Tempo fa ero a un dibattito con un esponente di un partito politico di questi tempi piuttosto in voga in Italia. Tema: la tendenza pluriennale nelle azioni economiche e politiche che genera danni seri alla salute umana e all’ambiente naturale. Il relatore ha usato più di una volta il vocabolo «selvaggio» per additare i cittadini, che a suo dire reagirebbero malamente all’introduzione di correttivi radicali, per esempio in materia di riduzione del traffico a motore e di transizione convinta verso modelli di mobilità sostenibile.

Ascoltando le perplessità del mio interlocutore, mi venivano in mente quegli amministratori locali che insistono, per esempio, a voler bruciare i rifiuti in enormi e costosissimi impianti di incenerimento. Mentre loro rimangono per anni ancorati a quella «comoda» idea di smaltimento, la popolazione li smentisce nei fatti, facendo impennare la raccolta differenzia verso percentuali da primato.
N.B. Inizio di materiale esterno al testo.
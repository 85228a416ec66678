use userprops_core::{
    open_scene_file, open_scene_in_memory, AttributeSpec, HostError, NodeKind, NodeRef,
    PropertyStore, PropertyValue, SceneHost, SqliteScene, StoreError,
};

#[test]
fn properties_persist_across_connections() {
    let dir = tempfile::tempdir().unwrap();
    let path = dir.path().join("shot010.sqlite3");

    let cube_id = {
        let conn = open_scene_file(&path).unwrap();
        let scene = SqliteScene::new(&conn).unwrap();
        let root = scene.create_node("set", None, NodeKind::Dag).unwrap();
        let cube = scene.create_node("pCube1", Some(root), NodeKind::Dag).unwrap();

        let mut store = PropertyStore::open(&scene, "|set|pCube1").unwrap();
        store.set("scale", 2.5).unwrap();
        store.set(1, PropertyValue::Vector([0.0, 1.0, 0.0])).unwrap();
        cube
    };

    let conn = open_scene_file(&path).unwrap();
    let scene = SqliteScene::new(&conn).unwrap();
    let store = PropertyStore::open(&scene, NodeRef::Id(cube_id)).unwrap();
    assert_eq!(store.node_path().unwrap(), "|set|pCube1");
    assert_eq!(store.get("scale").unwrap(), &PropertyValue::Float(2.5));
    assert_eq!(
        store.get(1).unwrap(),
        &PropertyValue::Vector([0.0, 1.0, 0.0])
    );
    assert_eq!(
        scene.get_string_attribute("|set|pCube1", "nts").unwrap(),
        store.read_buffer().unwrap()
    );
}

#[test]
fn corrupt_notes_are_replaced_with_empty_mapping() {
    let conn = open_scene_in_memory().unwrap();
    let scene = SqliteScene::new(&conn).unwrap();
    scene.create_node("pSphere1", None, NodeKind::Dag).unwrap();
    scene
        .add_string_attribute("|pSphere1", &AttributeSpec::default())
        .unwrap();
    scene
        .set_string_attribute("|pSphere1", "notes", "<<binary junk>>")
        .unwrap();

    let store = PropertyStore::open(&scene, "pSphere1").unwrap();
    assert!(store.is_empty());
    assert_eq!(
        scene.get_string_attribute("|pSphere1", "notes").unwrap(),
        "{}"
    );
}

#[test]
fn locked_node_blocks_attribute_creation_only() {
    let conn = open_scene_in_memory().unwrap();
    let scene = SqliteScene::new(&conn).unwrap();
    let node = scene.create_node("cam_grp", None, NodeKind::Dag).unwrap();
    scene.set_locked(node, true).unwrap();

    let mut store = PropertyStore::open(&scene, "cam_grp").unwrap();
    store.ensure_attribute().unwrap();
    assert!(!scene.has_attribute("|cam_grp", "notes").unwrap());
    assert!(matches!(
        store.set("focal", 35),
        Err(StoreError::AttributeMissing { .. })
    ));

    assert!(matches!(
        scene.rename_node(node, "camera_grp"),
        Err(HostError::Locked(_))
    ));

    scene.set_locked(node, false).unwrap();
    store.set("focal", 35).unwrap();
    assert!(scene.has_attribute("|cam_grp", "notes").unwrap());
}

#[test]
fn hierarchy_edits_are_reflected_in_paths() {
    let conn = open_scene_in_memory().unwrap();
    let scene = SqliteScene::new(&conn).unwrap();
    let rig = scene.create_node("rig", None, NodeKind::Dag).unwrap();
    let spine = scene.create_node("spine", Some(rig), NodeKind::Dag).unwrap();
    let head = scene.create_node("head", Some(spine), NodeKind::Dag).unwrap();

    let store = PropertyStore::open(&scene, "head").unwrap();
    assert_eq!(store.node_path().unwrap(), "|rig|spine|head");

    scene.reparent_node(head, Some(rig)).unwrap();
    assert_eq!(store.node_path().unwrap(), "|rig|head");

    scene.rename_node(rig, "skeleton").unwrap();
    assert_eq!(store.node_path().unwrap(), "|skeleton|head");

    assert!(matches!(
        scene.reparent_node(rig, Some(spine)),
        Err(HostError::InvalidHierarchy(_))
    ));
}

#[test]
fn sibling_paths_must_be_unique_and_names_valid() {
    let conn = open_scene_in_memory().unwrap();
    let scene = SqliteScene::new(&conn).unwrap();
    let rig = scene.create_node("rig", None, NodeKind::Dag).unwrap();
    scene.create_node("ctrl", Some(rig), NodeKind::Dag).unwrap();

    assert!(matches!(
        scene.create_node("ctrl", Some(rig), NodeKind::Dag),
        Err(HostError::InvalidHierarchy(_))
    ));
    assert!(matches!(
        scene.create_node("bad name", None, NodeKind::Dag),
        Err(HostError::InvalidName(_))
    ));
    assert!(matches!(
        scene.create_node("shader", Some(rig), NodeKind::Dependency),
        Err(HostError::InvalidHierarchy(_))
    ));

    scene.create_node("ctrl", None, NodeKind::Dag).unwrap();
    assert!(matches!(
        scene.resolve(&NodeRef::Name("ctrl".to_string())),
        Err(HostError::AmbiguousName(_))
    ));
}

#[test]
fn list_nodes_reports_paths_and_lock_state() {
    let conn = open_scene_in_memory().unwrap();
    let scene = SqliteScene::new(&conn).unwrap();
    let rig = scene.create_node("rig", None, NodeKind::Dag).unwrap();
    scene.create_node("arm", Some(rig), NodeKind::Dag).unwrap();
    scene
        .create_node("blinn1", None, NodeKind::Dependency)
        .unwrap();
    scene.set_locked(rig, true).unwrap();

    let nodes = scene.list_nodes().unwrap();
    let paths: Vec<_> = nodes.iter().map(|node| node.path.clone()).collect();
    assert_eq!(
        paths,
        vec![
            Some("|rig".to_string()),
            Some("|rig|arm".to_string()),
            None
        ]
    );
    assert!(nodes[0].locked);
    assert_eq!(nodes[2].kind, NodeKind::Dependency);
}

#[test]
fn remove_attribute_then_store_recreates_it() {
    let conn = open_scene_in_memory().unwrap();
    let scene = SqliteScene::new(&conn).unwrap();
    scene.create_node("pPlane1", None, NodeKind::Dag).unwrap();

    let mut store = PropertyStore::open(&scene, "pPlane1").unwrap();
    store.set("a", 1).unwrap();
    scene.remove_attribute("|pPlane1", "notes").unwrap();
    assert!(matches!(
        store.read_buffer(),
        Err(StoreError::AttributeMissing { .. })
    ));

    store.set("b", 2).unwrap();
    let reopened = PropertyStore::open(&scene, "pPlane1").unwrap();
    assert_eq!(reopened.len(), 2);
}

#[test]
fn dependency_node_keeps_its_name_to_itself() {
    let conn = open_scene_in_memory().unwrap();
    let scene = SqliteScene::new(&conn).unwrap();
    let rig = scene.create_node("rig", None, NodeKind::Dag).unwrap();
    let shared = scene
        .create_node("shared", None, NodeKind::Dependency)
        .unwrap();

    assert!(matches!(
        scene.create_node("shared", None, NodeKind::Dag),
        Err(HostError::InvalidHierarchy(_))
    ));
    assert!(matches!(
        scene.create_node("shared", Some(rig), NodeKind::Dag),
        Err(HostError::InvalidHierarchy(_))
    ));
    assert!(matches!(
        scene.rename_node(rig, "shared"),
        Err(HostError::InvalidHierarchy(_))
    ));

    let mut store = PropertyStore::open(&scene, shared).unwrap();
    store.set("a", 1).unwrap();
    let reopened = PropertyStore::open(&scene, NodeRef::Id(shared)).unwrap();
    assert_eq!(reopened.get("a").unwrap(), &PropertyValue::Int(1));
}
Funziona non appena il «sistema» mette i cittadini nelle condizioni di partecipare anziché rendere loro la vita «facile» perché sono dei «selvaggi». Chi ama gli inceneritori può scoprire che con una gestione seria non rimarrebbe quasi niente da bruciare, anche grazie alle politiche sulla riduzione degli imballaggi e ai moderni impianti di recupero finale che riciclano pure il 90% del residuo domestico rimasto fuori giocoforza dalla differenziata.
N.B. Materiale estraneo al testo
//! Process-wide logging bootstrap.
//!
//! # Responsibility
//! - Start the rolling file logger used by host tools embedding the store.
//! - Capture panics as sanitized log events.
//!
//! # Invariants
//! - Logging starts at most once per process; a repeat call with the same
//!   level and directory is accepted, any other repeat call is rejected.
//! - Initialization never panics.

use flexi_logger::{Cleanup, Criterion, FileSpec, Logger, LoggerHandle, Naming, WriteMode};
use log::{error, info};
use once_cell::sync::OnceCell;
use std::error::Error;
use std::fmt::{Display, Formatter};
use std::path::{Path, PathBuf};

const LOG_FILE_BASENAME: &str = "userprops";
const MAX_LOG_FILE_SIZE_BYTES: u64 = 5 * 1024 * 1024;
const MAX_LOG_FILES: usize = 3;
const MAX_PANIC_PAYLOAD_CHARS: usize = 160;

static ACTIVE_LOGGER: OnceCell<ActiveLogger> = OnceCell::new();

struct ActiveLogger {
    level: &'static str,
    log_dir: PathBuf,
    _handle: LoggerHandle,
}

/// Logging bootstrap failure.
#[derive(Debug, Clone, PartialEq, Eq)]
pub enum LoggingError {
    UnsupportedLevel(String),
    InvalidDirectory(String),
    /// Logging is already running with a different level or directory.
    AlreadyInitialized { level: String, log_dir: PathBuf },
    Backend(String),
}

impl Display for LoggingError {
    fn fmt(&self, f: &mut Formatter<'_>) -> std::fmt::Result {
        match self {
            Self::UnsupportedLevel(level) => write!(
                f,
                "unsupported log level `{level}`; expected trace|debug|info|warn|error"
            ),
            Self::InvalidDirectory(message) => write!(f, "invalid log directory: {message}"),
            Self::AlreadyInitialized { level, log_dir } => write!(
                f,
                "logging already initialized with level `{level}` at `{}`",
                log_dir.display()
            ),
            Self::Backend(message) => write!(f, "failed to start logger: {message}"),
        }
    }
}

impl Error for LoggingError {}

/// Starts file logging at `level` under the absolute directory `log_dir`.
///
/// # Errors
/// - `UnsupportedLevel` / `InvalidDirectory` for bad input.
/// - `AlreadyInitialized` when a different configuration is active.
/// - `Backend` when the directory or logger cannot be set up.
pub fn init_logging(level: &str, log_dir: &str) -> Result<(), LoggingError> {
    let level = normalize_level(level)?;
    let log_dir = normalize_log_dir(log_dir)?;

    let active = ACTIVE_LOGGER.get_or_try_init(|| start_logger(level, &log_dir))?;
    if active.level != level || active.log_dir != log_dir {
        return Err(LoggingError::AlreadyInitialized {
            level: active.level.to_string(),
            log_dir: active.log_dir.clone(),
        });
    }
    Ok(())
}

/// Returns `(level, log_dir)` of the running logger, if any.
pub fn logging_status() -> Option<(&'static str, PathBuf)> {
    ACTIVE_LOGGER
        .get()
        .map(|active| (active.level, active.log_dir.clone()))
}

/// Default level: `debug` for debug builds, `info` otherwise.
pub fn default_log_level() -> &'static str {
    if cfg!(debug_assertions) {
        "debug"
    } else {
        "info"
    }
}

fn start_logger(level: &'static str, log_dir: &Path) -> Result<ActiveLogger, LoggingError> {
    std::fs::create_dir_all(log_dir).map_err(|err| {
        LoggingError::Backend(format!("cannot create `{}`: {err}", log_dir.display()))
    })?;

    let handle = Logger::try_with_str(level)
        .map_err(|err| LoggingError::Backend(err.to_string()))?
        .log_to_file(
            FileSpec::default()
                .directory(log_dir)
                .basename(LOG_FILE_BASENAME),
        )
        .rotate(
            Criterion::Size(MAX_LOG_FILE_SIZE_BYTES),
            Naming::Numbers,
            Cleanup::KeepLogFiles(MAX_LOG_FILES),
        )
        .write_mode(WriteMode::BufferAndFlush)
        .append()
        .format_for_files(flexi_logger::detailed_format)
        .start()
        .map_err(|err| LoggingError::Backend(err.to_string()))?;

    install_panic_hook();
    info!(
        "event=logging_init module=core status=ok level={level} log_dir={} version={}",
        log_dir.display(),
        env!("CARGO_PKG_VERSION")
    );

    Ok(ActiveLogger {
        level,
        log_dir: log_dir.to_path_buf(),
        _handle: handle,
    })
}

fn normalize_level(level: &str) -> Result<&'static str, LoggingError> {
    match level.trim().to_ascii_lowercase().as_str() {
        "trace" => Ok("trace"),
        "debug" => Ok("debug"),
        "info" => Ok("info"),
        "warn" | "warning" => Ok("warn"),
        "error" => Ok("error"),
        other => Err(LoggingError::UnsupportedLevel(other.to_string())),
    }
}

fn normalize_log_dir(log_dir: &str) -> Result<PathBuf, LoggingError> {
    let trimmed = log_dir.trim();
    if trimmed.is_empty() {
        return Err(LoggingError::InvalidDirectory(
            "path cannot be empty".to_string(),
        ));
    }
    let path = Path::new(trimmed);
    if !path.is_absolute() {
        return Err(LoggingError::InvalidDirectory(format!(
            "`{trimmed}` is not absolute"
        )));
    }
    Ok(path.to_path_buf())
}

// Called once, from inside the logger's OnceCell initializer.
fn install_panic_hook() {
    let previous_hook = std::panic::take_hook();
    std::panic::set_hook(Box::new(move |panic_info| {
        let location = panic_info
            .location()
            .map(|loc| format!("{}:{}", loc.file(), loc.line()))
            .unwrap_or_else(|| "unknown".to_string());
        let payload = panic_info
            .payload()
            .downcast_ref::<&str>()
            .map(|message| (*message).to_string())
            .or_else(|| panic_info.payload().downcast_ref::<String>().cloned())
            .unwrap_or_else(|| "non-string panic payload".to_string());
        error!(
            "event=panic_captured module=core status=error location={location} payload={}",
            sanitize_message(&payload, MAX_PANIC_PAYLOAD_CHARS)
        );
        previous_hook(panic_info);
    }));
}

fn sanitize_message(value: &str, max_chars: usize) -> String {
    let flattened = value.replace(['\n', '\r'], " ");
    if flattened.chars().count() <= max_chars {
        return flattened;
    }
    let mut truncated: String = flattened.chars().take(max_chars).collect();
    truncated.push_str("...");
    truncated
}

#[cfg(test)]
mod tests {
    use super::{
        init_logging, logging_status, normalize_level, normalize_log_dir, sanitize_message,
        LoggingError,
    };
    use tempfile::TempDir;

    #[test]
    fn normalize_level_accepts_aliases_and_rejects_unknown() {
        assert_eq!(normalize_level(" WARNING ").unwrap(), "warn");
        assert_eq!(normalize_level("Trace").unwrap(), "trace");
        assert!(matches!(
            normalize_level("verbose"),
            Err(LoggingError::UnsupportedLevel(_))
        ));
    }

    #[test]
    fn normalize_log_dir_requires_absolute_path() {
        assert!(matches!(
            normalize_log_dir("logs/dev"),
            Err(LoggingError::InvalidDirectory(_))
        ));
        assert!(matches!(
            normalize_log_dir("   "),
            Err(LoggingError::InvalidDirectory(_))
        ));
    }

    #[test]
    fn sanitize_message_flattens_and_truncates() {
        assert_eq!(sanitize_message("a\nb", 10), "a b");
        assert_eq!(sanitize_message("abcdefghij", 4), "abcd...");
    }

    #[test]
    fn init_logging_is_idempotent_and_rejects_reconfiguration() {
        let first = TempDir::new().unwrap();
        let second = TempDir::new().unwrap();
        let first_dir = first.path().to_str().unwrap();
        let second_dir = second.path().to_str().unwrap();

        init_logging("info", first_dir).unwrap();
        init_logging("INFO", first_dir).unwrap();

        assert!(matches!(
            init_logging("debug", first_dir),
            Err(LoggingError::AlreadyInitialized { .. })
        ));
        assert!(matches!(
            init_logging("info", second_dir),
            Err(LoggingError::AlreadyInitialized { .. })
        ));

        let (level, dir) = logging_status().unwrap();
        assert_eq!(level, "info");
        assert_eq!(dir, first.path());
    }
}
Il discorso vale per diversi fronti di criticità dell’attuale paradigma socioeconomico, ispirato alla massima deregolamentazione in chiave privata: l’occupazione del suolo (cementificazione diffusa), l’impatto territoriale delle produzioni industriali (varie forme di inquinamento) le tecniche intensive utilizzate in agricoltura (largo uso di veleni) eccetera.
La popolazione, se bene informata e motivata (oggi spesso accade il contrario), mostra in realtà una spiccata attitudine a modificare i comportamenti, specie se vi intravede nuovi margini di benessere concreto. Per esempio, usando la bicicletta per andare al lavoro, posso scoprire che il mio fisico si rinforza, che il mio sguardo sul paesaggio è più profondo, che guadagno migliori relazioni sociali strada facendo.

Le potenzialità dei progetti di inclusione che intaccano uno status quo deleterio sono innumerevoli: in città come Copenaghen oltre il 30% degli spostamenti urbani avviene ormai in bici e la gran parte del resto con i mezzi collettivi; anche nella provincia italiana si registrano esperienze mature su diversi versanti, ma solo eccezioni in un panorama scarno. La sensazione, in effetti, è che in Italia la classe dirigente sia incline a utilizzare la leggenda del «popolo selvaggio» come alibi per difendersi dalle accuse di incapacità riformatrice.

Una paffuta élite autoreferenziale spesso attribuisce alla generalità dei cittadini la propria pigrizia.

Certo, non v’è dubbio che si ha gioco facile, dopo vent’anni di bombardamenti culturali all’insegna dell’individualismo ipercompetitivo liberista del si salvi chi può, mors tua vita mea.

Reaganismo, buchismo, blairismo, berlusconbossismo, rutellismo, veltronismo, ultimamente il renzismo e così via neoclassicheggiando, hanno variamente contribuito sul fronte politico all’instaurarsi di un autoritarismo del mercato (eppure è ovvio che un regime di massima concorrenza può indurre a cattive azioni pur di «sopravvivere», per citare solo uno dei numerosi fallimenti sistemici che generano gravi costi sociali).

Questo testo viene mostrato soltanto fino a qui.